## INSTRUCTIONS FOR THE TASK
Work through the data below line by line and say how many lines hold "ValueReader"; give only the number.

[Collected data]
_ _ _ _

//! TCG PTS file measurement attributes.

use bytes::{BufMut, Bytes, BytesMut};

use super::ValueReader;
use crate::errors::{CodecError, Result};

/// Request File Measurement attribute value.
///
/// ```text
/// +-+-------------+---------------+-------------------------------+
/// |D|  Flags      |   Reserved    |          Request ID           |
/// +-+-------------+---------------+-------------------------------+
/// |                           Delimiter                           |
/// +---------------------------------------------------------------+
/// |              Fully Qualified File Pathname (Var Len)          |
/// +---------------------------------------------------------------+
/// ```
#[derive(Debug, Clone, PartialEq, Eq)]
pub struct ReqFileMeas {
    /// Measure every file in the directory named by `path`.
    pub directory: bool,
    /// Identifier echoed in the matching File Measurement reply.
    pub request_id: u16,
    /// Path delimiter character (UTF-8 code point).
    pub delimiter: u32,
    /// File or directory path.
    pub path: String,
}

impl ReqFileMeas {
    const FIXED_SIZE: usize = 8;
    const DIRECTORY_FLAG: u8 = 1 << 7;
    /// Delimiter used by Unix-style paths.
    pub const SLASH: u32 = '/' as u32;

    /// Request for a single file.
    pub fn file(request_id: u16, path: impl Into<String>) -> Self {
        Self { directory: false, request_id, delimiter: Self::SLASH, path: path.into() }
    }

    /// Request for every file in a directory.
    pub fn directory(request_id: u16, path: impl Into<String>) -> Self {
        Self { directory: true, request_id, delimiter: Self::SLASH, path: path.into() }
    }

    pub(super) fn decode(reader: &mut ValueReader) -> Result<Self> {
        if reader.remaining() < Self::FIXED_SIZE {
            return Err(CodecError::InvalidValueSize {
                offset: reader.offset(),
                name: "Request File Measurement",
                size: reader.remaining(),
            });
        }
        let flags = reader.u8()?;
        reader.skip(1)?;
        let request_id = reader.u16()?;
        let delimiter = reader.u32()?;
        let path = reader.string(reader.remaining())?;

        Ok(Self { directory: flags & Self::DIRECTORY_FLAG != 0, request_id, delimiter, path })
    }

    pub(super) fn encode(&self, buf: &mut BytesMut) {
        buf.put_u8(if self.directory { Self::DIRECTORY_FLAG } else { 0 });
        buf.put_u8(0);
        buf.put_u16(self.request_id);
        buf.put_u32(self.delimiter);
        buf.put_slice(self.path.as_bytes());
    }
}

/// One measured file inside a File Measurement attribute.
#[derive(Debug, Clone, PartialEq, Eq)]
pub struct FileMeasEntry {
    /// Digest of the file content.
    pub digest: Bytes,
    /// Path (single-file requests) or entry name (directory requests).
    pub file_name: String,
}

/// File Measurement attribute value.
///
/// ```text
/// +---------------------------------------------------------------+
/// |                    Number of Files included (8)               |
/// +-------------------------------+-------------------------------+
/// |          Request ID           |      Measurement Length       |
/// +-------------------------------+-------------------------------+
/// |                   Measurement #1 (Var Len)                    |
/// +-------------------------------+-------------------------------+
/// |      Filename Length          |   Filename (Var Len) ...      |
/// +-------------------------------+-------------------------------+
/// ```
///
/// The file count on the wire is always the number of entries present.
#[derive(Debug, Clone, PartialEq, Eq)]
pub struct FileMeasurements {
    request_id: u16,
    meas_len: u16,
    entries: Vec<FileMeasEntry>,
}

impl FileMeasurements {
    const FIXED_SIZE: usize = 12;

    /// Empty measurement set whose digests are `meas_len` bytes each.
    pub fn new(request_id: u16, meas_len: u16) -> Self {
        Self { request_id, meas_len, entries: Vec::new() }
    }

    /// Add one measured file; the digest must be exactly `meas_len` bytes.
    pub fn push(&mut self, digest: Bytes, file_name: impl Into<String>) -> Result<()> {
        if digest.len() != usize::from(self.meas_len) {
            return Err(CodecError::DigestLengthMismatch {
                expected: usize::from(self.meas_len),
                actual: digest.len(),
            });
        }
        self.entries.push(FileMeasEntry { digest, file_name: file_name.into() });
        Ok(())
    }

    /// Request this measurement answers.
    pub fn request_id(&self) -> u16 {
        self.request_id
    }

    /// Digest size in bytes.
    pub fn meas_len(&self) -> u16 {
        self.meas_len
    }

    /// Value of the "number of files" field.
    pub fn number_of_files(&self) -> u64 {
        self.entries.len() as u64
    }

    /// Measured files in insertion order.
    pub fn entries(&self) -> &[FileMeasEntry] {
        &self.entries
    }

    pub(super) fn decode(reader: &mut ValueReader) -> Result<Self> {
        if reader.remaining() < Self::FIXED_SIZE {
            return Err(CodecError::InvalidValueSize {
                offset: reader.offset(),
                name: "File Measurement",
                size: reader.remaining(),
            });
        }
        let count = reader.u64()?;
        let request_id = reader.u16()?;
        let meas_len = reader.u16()?;

        let mut measurements = Self::new(request_id, meas_len);
        for _ in 0..count {
            let digest = reader.take(usize::from(meas_len))?;
            let name_len = reader.u16()?;
            let file_name = reader.string(usize::from(name_len))?;
            measurements.entries.push(FileMeasEntry { digest, file_name });
        }
        if reader.remaining() != 0 {
            return Err(CodecError::InvalidValueSize {
                offset: reader.offset(),
                name: "File Measurement",
                size: reader.remaining(),
            });
        }
        Ok(measurements)
    }

    pub(super) fn encode(&self, buf: &mut BytesMut) -> Result<()> {
        buf.put_u64(self.number_of_files());
        buf.put_u16(self.request_id);
        buf.put_u16(self.meas_len);
        for entry in &self.entries {
            let name_len = u16::try_from(entry.file_name.len()).map_err(|_| {
                CodecError::FieldTooLarge {
                    field: "file name",
                    size: entry.file_name.len(),
                    max: usize::from(u16::MAX),
                }
            })?;
            buf.put_slice(&entry.digest);
            buf.put_u16(name_len);
            buf.put_slice(entry.file_name.as_bytes());
        }
        Ok(())
    }
}

#[cfg(test)]
mod tests {
    use hex_literal::hex;

    use super::*;

    fn reader(value: &[u8]) -> ValueReader {
        ValueReader::new(Bytes::copy_from_slice(value), 12)
    }

    #[test]
    fn decodes_directory_request() {
        let request = ReqFileMeas::decode(&mut reader(&hex!("80000007 0000002f 2f657463"))).unwrap();
        assert_eq!(request, ReqFileMeas::directory(7, "/etc"));
    }

    #[test]
    fn decodes_file_request() {
        let request =
            ReqFileMeas::decode(&mut reader(&hex!("00000102 0000002f 2f62696e2f6c73"))).unwrap();
        assert!(!request.directory);
        assert_eq!(request.request_id, 0x0102);
        assert_eq!(request.path, "/bin/ls");
    }

    #[test]
    fn short_request_is_rejected() {
        let result = ReqFileMeas::decode(&mut reader(&hex!("800000")));
        assert!(matches!(result, Err(CodecError::InvalidValueSize { size: 3, .. })));
    }

    #[test]
    fn non_utf8_path_is_rejected() {
        let result = ReqFileMeas::decode(&mut reader(&hex!("00000001 0000002f ff")));
        assert_eq!(result, Err(CodecError::InvalidString { offset: 20 }));
    }

    #[test]
    fn push_enforces_measurement_length() {
        let mut measurements = FileMeasurements::new(1, 20);
        let result = measurements.push(Bytes::from_static(&[0; 32]), "a");
        assert_eq!(result, Err(CodecError::DigestLengthMismatch { expected: 20, actual: 32 }));
        assert_eq!(measurements.number_of_files(), 0);
    }

    #[test]
    fn file_measurement_wire_format() {
        let mut measurements = FileMeasurements::new(7, 2);
        measurements.push(Bytes::from_static(&[0xaa, 0xbb]), "a").unwrap();
        measurements.push(Bytes::from_static(&[0xcc, 0xdd]), "bc").unwrap();

        let mut buf = BytesMut::new();
        measurements.encode(&mut buf).unwrap();
        assert_eq!(
            &buf[..],
            hex!("00000000 00000002 0007 0002 aabb 0001 61 ccdd 0002 6263")
        );

        let decoded = FileMeasurements::decode(&mut reader(&buf)).unwrap();
        assert_eq!(decoded, measurements);
    }

    #[test]
    fn file_count_larger_than_payload_is_truncated() {
        let result =
            FileMeasurements::decode(&mut reader(&hex!("00000000 00000009 0001 0002 aabb 0000")));
        assert!(matches!(result, Err(CodecError::Truncated { .. })));
    }
}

_ _ _ _

## RESPONSE TO THIS TASK
5